# Potential Trades for Kevin Love



## NK1990 (Mar 26, 2011)

So far these are the trades i've heard that are offered...


*Minnesota Timberwolves and the Sacramento Kings*

*Kings Recieve:* Kevin Love

*Timberwolves Recieve:* Number 8 pick, Ben Mclemore, Isiah Thomas, and future first round picks. (also the Kings are willing to get rid of any player besides Demarcus Cousins to obtain Kevin Love.

*My thoughts:* IF the number 8 pick becomes either Aaron Gordon, Noah Vonleah, or Julius Randle. PLUS getting Ben Mclemore who has all the potential in the world to be an all star gaurd, as well as Isiah Thomas being the scoring spark plug as a back up behind Rubio, and future picks...I would consider this.

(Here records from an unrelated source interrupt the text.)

//! Integration snippet generation.
//!
//! Every (library, item classification) pair maps to one fixed template. The libraries have
//! incompatible call shapes (declarative hooks, a contract object bound to a runner, and
//! separate public/wallet clients), so templates are plain text rather than a shared AST.
//!
//! Generation never fails: missing names become [`ANONYMOUS`](crate::abi::ANONYMOUS), each
//! input becomes an empty string placeholder, and the ABI itself is never embedded.

use crate::{AbiItem, TargetLibrary};
use itertools::Itertools;

/// Returned by [`generate_named`] for library ids that are not supported.
pub const UNSUPPORTED_TARGET: &str = "// Framework snippet not supported";

/// How an ABI item is presented.
#[derive(Clone, Copy, Debug, PartialEq, Eq, Hash)]
pub enum Classification {
    /// A `pure` or `view` function.
    ReadFunction,
    /// Any other function, including ones without a declared mutability.
    WriteFunction,
    Event,
    /// Errors, constructors, `receive` and `fallback`.
    Unsupported,
}

impl Classification {
    /// Classifies an ABI item.
    pub fn of(item: &AbiItem) -> Self {
        if item.is_function() {
            if item.is_read() { Self::ReadFunction } else { Self::WriteFunction }
        } else if item.is_event() {
            Self::Event
        } else {
            Self::Unsupported
        }
    }
}

/// Generates the integration snippet for `item` in the idiom of `library`.
///
/// Returns an empty string for items that are neither functions nor events.
pub fn generate(library: TargetLibrary, address: &str, item: &AbiItem) -> String {
    use Classification::*;
    use TargetLibrary::*;

    let name = item.display_name();
    let args = placeholder_args(item);

    match (library, Classification::of(item)) {
        (_, Unsupported) => String::new(),

        (Wagmi, ReadFunction) => format!(
            r#"import {{ useReadContract }} from 'wagmi'

const {{ data, isLoading }} = useReadContract({{
  address: '{address}',
  abi: [...], // Your Contract ABI here
  functionName: '{name}',
  args: [{args}],
}})"#
        ),
        (Wagmi, WriteFunction) => format!(
            r#"import {{ useWriteContract }} from 'wagmi'

const {{ writeContract, isPending }} = useWriteContract()

const handleCall = () => {{
  writeContract({{
    address: '{address}',
    abi: [...],
    functionName: '{name}',
    args: [{args}],
  }})
}}"#
        ),
        (Wagmi, Event) => format!(
            r#"import {{ useWatchContractEvent }} from 'wagmi'

useWatchContractEvent({{
  address: '{address}',
  abi: [...],
  eventName: '{name}',
  onLogs(logs) {{
    console.log('New logs!', logs)
  }},
}})"#
        ),

        (Ethers, class @ (ReadFunction | WriteFunction)) => {
            let runner = if class == ReadFunction { "provider" } else { "signer" };
            format!(
                r#"import {{ ethers }} from 'ethers';

const provider = new ethers.BrowserProvider(window.ethereum);
const signer = await provider.getSigner();
const contract = new ethers.Contract('{address}', ABI, {runner});

// Calling {name}
const result = await contract.{name}({args});"#
            )
        }
        (Ethers, Event) => format!(
            r#"import {{ ethers }} from 'ethers';

const provider = new ethers.BrowserProvider(window.ethereum);
const contract = new ethers.Contract('{address}', ABI, provider);

contract.on('{name}', (from, to, value, event) => {{
    console.log('Event received:', {{ from, to, value }});
}});"#
        ),

        // The client lines end in a space.
        (Viem, ReadFunction) => format!(
            r#"import {{ createPublicClient, http }} from 'viem'
import {{ mainnet }} from 'viem/chains'

const client = createPublicClient({{ 
  chain: mainnet, 
  transport: http() 
}})

const data = await client.readContract({{
  address: '{address}',
  abi: [...],
  functionName: '{name}',
  args: [{args}]
}})"#
        ),
        (Viem, WriteFunction) => format!(
            r#"import {{ createWalletClient, custom }} from 'viem'
import {{ mainnet }} from 'viem/chains'

const client = createWalletClient({{
  chain: mainnet,
  transport: custom(window.ethereum)
}})

const [account] = await client.getAddresses()

const hash = await client.writeContract({{
  account,
  address: '{address}',
  abi: [...],
  functionName: '{name}',
  args: [{args}]
}})"#
        ),
        (Viem, Event) => format!(
            r#"import {{ createPublicClient, http }} from 'viem'
import {{ mainnet }} from 'viem/chains'

const client = createPublicClient({{ chain: mainnet, transport: http() }})

client.watchContractEvent({{
  address: '{address}',
  abi: [...],
  eventName: '{name}',
  onLogs: logs => console.log(logs)
}})"#
        ),
    }
}

/// Same as [`generate`], but resolves the library from its identifier.
///
/// Unknown identifiers produce [`UNSUPPORTED_TARGET`].
pub fn generate_named(library: &str, address: &str, item: &AbiItem) -> String {
    match library.parse::<TargetLibrary>() {
        Ok(library) => generate(library, address, item),
        Err(_) => {
            debug!(%library, "unsupported snippet target");
            UNSUPPORTED_TARGET.to_string()
        }
    }
}

/// One `""` per declared input. Real values are unknowable without an execution context.
fn placeholder_args(item: &AbiItem) -> String {
    item.inputs.iter().map(|_| r#""""#).join(", ")
}
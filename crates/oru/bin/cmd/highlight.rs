use clap::{Parser, ValueHint};
use eyre::Result;
use oru_cli::{opts::GlobalOpts, stdin};
use oru_core::{highlight, highlight::render};
use std::path::PathBuf;

/// CLI arguments for `oru highlight`.
#[derive(Clone, Debug, Parser)]
pub struct HighlightArgs {
    /// The file to highlight. Reads from stdin when absent or `-`.
    #[arg(value_hint = ValueHint::FilePath, value_name = "PATH")]
    path: Option<PathBuf>,

    /// Emit HTML markup with `code-*` classes instead of terminal colors.
    #[arg(long)]
    html: bool,

    /// Prefix every line with its line number.
    #[arg(long, short = 'n')]
    line_numbers: bool,
}

impl HighlightArgs {
    pub fn run(self, _global: &GlobalOpts) -> Result<()> {
        let source = stdin::read_path_or_stdin(self.path.as_deref())?;
        // a single trailing newline terminates the last line rather than starting a new one
        let source = source.strip_suffix('\n').unwrap_or(&source);

        let lines = highlight(source);
        let rendered = if self.html { render::to_html(&lines) } else { terminal_lines(&lines) };
        println!("{}", layout(&rendered, self.line_numbers));
        Ok(())
    }
}

/// Renders highlighted code for the terminal, painting only when colors are enabled.
pub fn render_code(code: &str, line_numbers: bool) -> String {
    layout(&terminal_lines(&highlight(code)), line_numbers)
}

fn terminal_lines(lines: &[highlight::HighlightedLine]) -> Vec<String> {
    if yansi::is_enabled() { render::to_ansi(lines) } else { render::to_plain(lines) }
}

fn layout(lines: &[String], line_numbers: bool) -> String {
    if line_numbers { render::with_gutter(lines) } else { lines.join("\n") }
}
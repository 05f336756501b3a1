//! Status output on stderr, kept apart from command results on stdout.

use anstyle::{AnsiColor, Effects, Style};
use std::{
    fmt,
    io::{self, Write},
    sync::atomic::{AtomicBool, Ordering},
};

pub const ERROR: Style = AnsiColor::Red.on_default().effects(Effects::BOLD);
pub const WARN: Style = AnsiColor::Yellow.on_default().effects(Effects::BOLD);
pub const NOTE: Style = AnsiColor::Cyan.on_default().effects(Effects::BOLD);

static QUIET: AtomicBool = AtomicBool::new(false);

/// Silences [`sh_note!`](crate::sh_note) and [`sh_warn!`](crate::sh_warn).
pub fn set_quiet(quiet: bool) {
    QUIET.store(quiet, Ordering::Relaxed);
}

pub fn is_quiet() -> bool {
    QUIET.load(Ordering::Relaxed)
}

/// Writes `message` to stderr, prefixed with a styled `label`.
///
/// Nothing is written in quiet mode. Write errors are ignored.
pub fn status(label: &str, style: Style, message: fmt::Arguments<'_>) {
    if is_quiet() {
        return;
    }
    let mut stderr = io::stderr().lock();
    let _ = if yansi::is_enabled() {
        writeln!(stderr, "{style}{label}:{style:#} {message}")
    } else {
        writeln!(stderr, "{label}: {message}")
    };
}

/// Writes an error to stderr. Errors are printed even in quiet mode.
pub fn error(message: fmt::Arguments<'_>) {
    let mut stderr = io::stderr().lock();
    let _ = if yansi::is_enabled() {
        writeln!(stderr, "{ERROR}Error:{ERROR:#} {message}")
    } else {
        writeln!(stderr, "Error: {message}")
    };
}

/// Prints a note to stderr unless quiet.
#[macro_export]
macro_rules! sh_note {
    ($($arg:tt)*) => {
        $crate::shell::status("Note", $crate::shell::NOTE, format_args!($($arg)*))
    };
}

/// Prints a warning to stderr unless quiet.
#[macro_export]
macro_rules! sh_warn {
    ($($arg:tt)*) => {
        $crate::shell::status("Warning", $crate::shell::WARN, format_args!($($arg)*))
    };
}
//! Filesystem helpers that attach the offending path to every error.

use crate::errors::FsPathError;
use serde::{Serialize, de::DeserializeOwned};
use std::{
    fs::{self, File},
    io::{BufReader, BufWriter, Write},
    path::Path,
};

type Result<T> = std::result::Result<T, FsPathError>;

/// Wrapper for [`File::create`].
pub fn create_file(path: impl AsRef<Path>) -> Result<File> {
    let path = path.as_ref();
    File::create(path).map_err(|err| FsPathError::create_file(err, path))
}

/// Wrapper for [`File::open`].
pub fn open(path: impl AsRef<Path>) -> Result<File> {
    let path = path.as_ref();
    File::open(path).map_err(|err| FsPathError::open(err, path))
}

/// Wrapper for [`fs::read_to_string`].
pub fn read_to_string(path: impl AsRef<Path>) -> Result<String> {
    let path = path.as_ref();
    fs::read_to_string(path).map_err(|err| FsPathError::read(err, path))
}

/// Reads and deserializes a JSON file.
pub fn read_json_file<T: DeserializeOwned>(path: &Path) -> Result<T> {
    let reader = BufReader::new(open(path)?);
    serde_json::from_reader(reader)
        .map_err(|source| FsPathError::ReadJson { source, path: path.into() })
}

/// Writes `obj` as pretty printed JSON, replacing any existing file.
pub fn write_json_file<T: Serialize>(path: &Path, obj: &T) -> Result<()> {
    let mut writer = BufWriter::new(create_file(path)?);
    serde_json::to_writer_pretty(&mut writer, obj)
        .map_err(|source| FsPathError::WriteJson { source, path: path.into() })?;
    writer.write_all(b"\n").map_err(|err| FsPathError::write(err, path))?;
    writer.flush().map_err(|err| FsPathError::write(err, path))
}

/// Wrapper for [`fs::create_dir_all`].
pub fn create_dir_all(path: impl AsRef<Path>) -> Result<()> {
    let path = path.as_ref();
    fs::create_dir_all(path).map_err(|err| FsPathError::create_dir(err, path))
}

/// Wrapper for [`fs::read_dir`].
pub fn read_dir(path: impl AsRef<Path>) -> Result<fs::ReadDir> {
    let path = path.as_ref();
    fs::read_dir(path).map_err(|err| FsPathError::read_dir(err, path))
}

/// Wrapper for [`fs::remove_file`].
pub fn remove_file(path: impl AsRef<Path>) -> Result<()> {
    let path = path.as_ref();
    fs::remove_file(path).map_err(|err| FsPathError::remove_file(err, path))
}
//! UI Components for the CGN site.
//!
//! One component per page section, plus the gallery overlays.

mod about;
mod contact;
mod hero;
pub mod icons;
mod site_footer;
mod site_header;
mod testimonials;
mod work_modal;
mod works;
mod zoom_overlay;

pub use about::About;
pub use contact::{ContactForm, ContactSection};
pub use hero::Hero;
pub use site_footer::{BackToTop, SiteFooter};
pub use site_header::SiteHeader;
pub use testimonials::Testimonials;
pub use work_modal::WorkModal;
pub use works::WorksSection;
pub use zoom_overlay::ZoomOverlay;
//! Global styles for the CGN site.

mod styles;

pub use styles::GLOBAL_STYLES;
//! Lucide icons used by the contact cards.

use dioxus::prelude::*;

#[derive(Clone, Copy, PartialEq, Debug)]
pub enum ContactIcon {
    Phone,
    MapPin,
    Mail,
    Key,
    Building,
}

/// Render a 32px Lucide icon in the card's text color
pub fn render_contact_icon(icon: ContactIcon) -> Element {
    let paths = match icon {
        ContactIcon::Phone => rsx! {
            path { d: "M22 16.92v3a2 2 0 0 1-2.18 2 19.79 19.79 0 0 1-8.63-3.07 19.5 19.5 0 0 1-6-6 19.79 19.79 0 0 1-3.07-8.67A2 2 0 0 1 4.11 2h3a2 2 0 0 1 2 1.72 12.84 12.84 0 0 0 .7 2.81 2 2 0 0 1-.45 2.11L8.09 9.91a16 16 0 0 0 6 6l1.27-1.27a2 2 0 0 1 2.11-.45 12.84 12.84 0 0 0 2.81.7A2 2 0 0 1 22 16.92z" }
        },
        ContactIcon::MapPin => rsx! {
            path { d: "M20 10c0 6-8 12-8 12s-8-6-8-12a8 8 0 0 1 16 0Z" }
            circle { cx: "12", cy: "10", r: "3" }
        },
        ContactIcon::Mail => rsx! {
            rect { width: "20", height: "16", x: "2", y: "4", rx: "2" }
            path { d: "m22 7-8.97 5.7a1.94 1.94 0 0 1-2.06 0L2 7" }
        },
        ContactIcon::Key => rsx! {
            circle { cx: "7.5", cy: "15.5", r: "5.5" }
            path { d: "m21 2-9.6 9.6" }
            path { d: "m15.5 7.5 3 3L22 7l-3-3" }
        },
        ContactIcon::Building => rsx! {
            path { d: "M6 22V4a2 2 0 0 1 2-2h8a2 2 0 0 1 2 2v18Z" }
            path { d: "M6 12H4a2 2 0 0 0-2 2v6a2 2 0 0 0 2 2h2" }
            path { d: "M18 9h2a2 2 0 0 1 2 2v9a2 2 0 0 1-2 2h-2" }
            path { d: "M10 6h4" }
            path { d: "M10 10h4" }
            path { d: "M10 14h4" }
            path { d: "M10 18h4" }
        },
    };

    rsx! {
        svg {
            class: "icon-white",
            xmlns: "http://www.w3.org/2000/svg",
            width: "32",
            height: "32",
            view_box: "0 0 24 24",
            fill: "none",
            stroke: "currentColor",
            stroke_width: "2",
            stroke_linecap: "round",
            stroke_linejoin: "round",
            {paths}
        }
    }
}
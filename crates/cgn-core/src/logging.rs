//! Tracing subscriber setup shared by the site binaries.
//!
//! ```ignore
//! use cgn_core::logging::LoggingBuilder;
//!
//! LoggingBuilder::new()
//!     .with_filter("cgn_site=debug,cgn_core=debug")
//!     .init()?;
//! ```
//!
//! `RUST_LOG` takes precedence over the configured filter.

use tracing_subscriber::prelude::*;
use tracing_subscriber::EnvFilter;

use crate::error::{SiteError, SiteResult};

pub const DEFAULT_FILTER: &str = "cgn_site=info,cgn_core=info";

/// Builder for the global tracing subscriber.
pub struct LoggingBuilder {
    env_filter: Option<String>,
    ansi: bool,
}

impl LoggingBuilder {
    pub fn new() -> Self {
        Self {
            env_filter: None,
            ansi: true,
        }
    }

    /// Set the filter directive (e.g., "cgn_site=info,cgn_core=debug").
    pub fn with_filter(mut self, filter: impl Into<String>) -> Self {
        self.env_filter = Some(filter.into());
        self
    }

    /// Disable ANSI colors (for log files and CI output).
    pub fn no_ansi(mut self) -> Self {
        self.ansi = false;
        self
    }

    /// Resolve the effective filter: `RUST_LOG`, else the configured
    /// directive, else [`DEFAULT_FILTER`].
    pub fn build_filter(&self) -> SiteResult<EnvFilter> {
        if let Ok(filter) = EnvFilter::try_from_default_env() {
            return Ok(filter);
        }
        let directive = self.env_filter.as_deref().unwrap_or(DEFAULT_FILTER);
        EnvFilter::try_new(directive)
            .map_err(|e| SiteError::Logging(format!("invalid filter '{}': {}", directive, e)))
    }

    /// Install as the global default subscriber.
    pub fn init(self) -> SiteResult<()> {
        let filter = self.build_filter()?;
        let fmt_layer = tracing_subscriber::fmt::layer().with_ansi(self.ansi);

        tracing_subscriber::registry()
            .with(filter)
            .with(fmt_layer)
            .try_init()
            .map_err(|e| SiteError::Logging(e.to_string()))
    }
}

impl Default for LoggingBuilder {
    fn default() -> Self {
        Self::new()
    }
}

#[cfg(test)]
mod tests {
    use super::*;

    #[test]
    fn test_configured_filter_is_accepted() {
        let builder = LoggingBuilder::new().with_filter("cgn_core=debug");
        assert!(builder.build_filter().is_ok());
    }

    #[test]
    fn test_no_ansi_keeps_filter() {
        let builder = LoggingBuilder::new().with_filter("cgn_site=warn").no_ansi();
        assert!(!builder.ansi);
        assert!(builder.build_filter().is_ok());
        assert!(LoggingBuilder::new().ansi);
    }

    #[test]
    fn test_default_filter_is_valid() {
        assert!(EnvFilter::try_new(DEFAULT_FILTER).is_ok());
    }

    #[test]
    fn test_events_reach_scoped_subscriber() {
        let subscriber = tracing_subscriber::registry().with(
            tracing_subscriber::fmt::layer()
                .with_test_writer()
                .with_filter(EnvFilter::new("debug")),
        );

        tracing::subscriber::with_default(subscriber, || {
            let gallery = crate::Gallery::builtin();
            let mut state = crate::ViewState::new(&gallery);
            assert!(state.apply(&gallery, crate::GalleryAction::ToggleMenu));
        });
    }
}
//! Customer testimonials.

use cgn_core::content::TESTIMONIALS;
use dioxus::prelude::*;

use crate::context::use_site;

#[component]
pub fn Testimonials() -> Element {
    let site = use_site();

    rsx! {
        section { id: "depoimentos", class: site.section_class("depoimentos", "depoimentos"),
            h2 { class: "titulo-secao", "O que nossos clientes dizem" }
            div { class: "depoimentos-lista",
                for (idx, testimonial) in TESTIMONIALS.iter().enumerate() {
                    blockquote { key: "{idx}",
                        p { "“{testimonial.quote}”" }
                        span { "- {testimonial.author}" }
                    }
                }
            }
        }
    }
}
//! "Trabalhos" section: one card per work category.

use cgn_core::GalleryAction;
use dioxus::prelude::*;

use crate::components::WorkModal;
use crate::context::use_site;

#[component]
pub fn WorksSection() -> Element {
    let site = use_site();

    rsx! {
        section { id: "trabalhos", class: site.section_class("trabalhos", "trabalhos"),
            h2 { class: "titulo-secao", "Trabalhos Realizados" }

            div { class: "cards-trabalhos",
                for category in site.gallery.catalog().iter() {
                    div {
                        key: "{category.id}",
                        class: "card-trabalho",
                        onclick: move |_| {
                            site.dispatch(GalleryAction::OpenCategory(category.id.clone()))
                        },

                        h3 { "{category.display_name}" }
                        p { "Clique para ver fotos" }
                    }
                }
            }

            WorkModal {}
        }
    }
}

*Link:* http://www.sbnation.com/nba/2014/6/5/5782090/kevin-love-trade-rumors-kings-celtics-timberwolves

*Minnesota Timberwolves and the Boston Celtics*

*Celtics Recieve:* Kevin Love

*Timberwolves Recieve:* Number 6 pick, Number 17 pick, Jared Sullinger, Kelly olynyk, Possibly Jeff Green or Avery Bradley? Maybe both?

*My Thoughts:* I honestly don't know if I like this trade any better then the kings one. Maybe if we get Jeff Green AND avery bradley in the deal to go along with the number 6 pick and 17 pick. I doubt we could get both...I would still consider this pick.


Any other news? I know the Bulls were trying their chance as getting Kevin Love but without a good pick in this years draft as well as no promising players...I would not trade for anything the Bulls have to offer besides Joakim Noah.


What are the thoughts of the few Timberwolves Fans out there? lol


----------



## R-Star (Jun 13, 2002)

That Kings trade is a lot of value going to Minny. 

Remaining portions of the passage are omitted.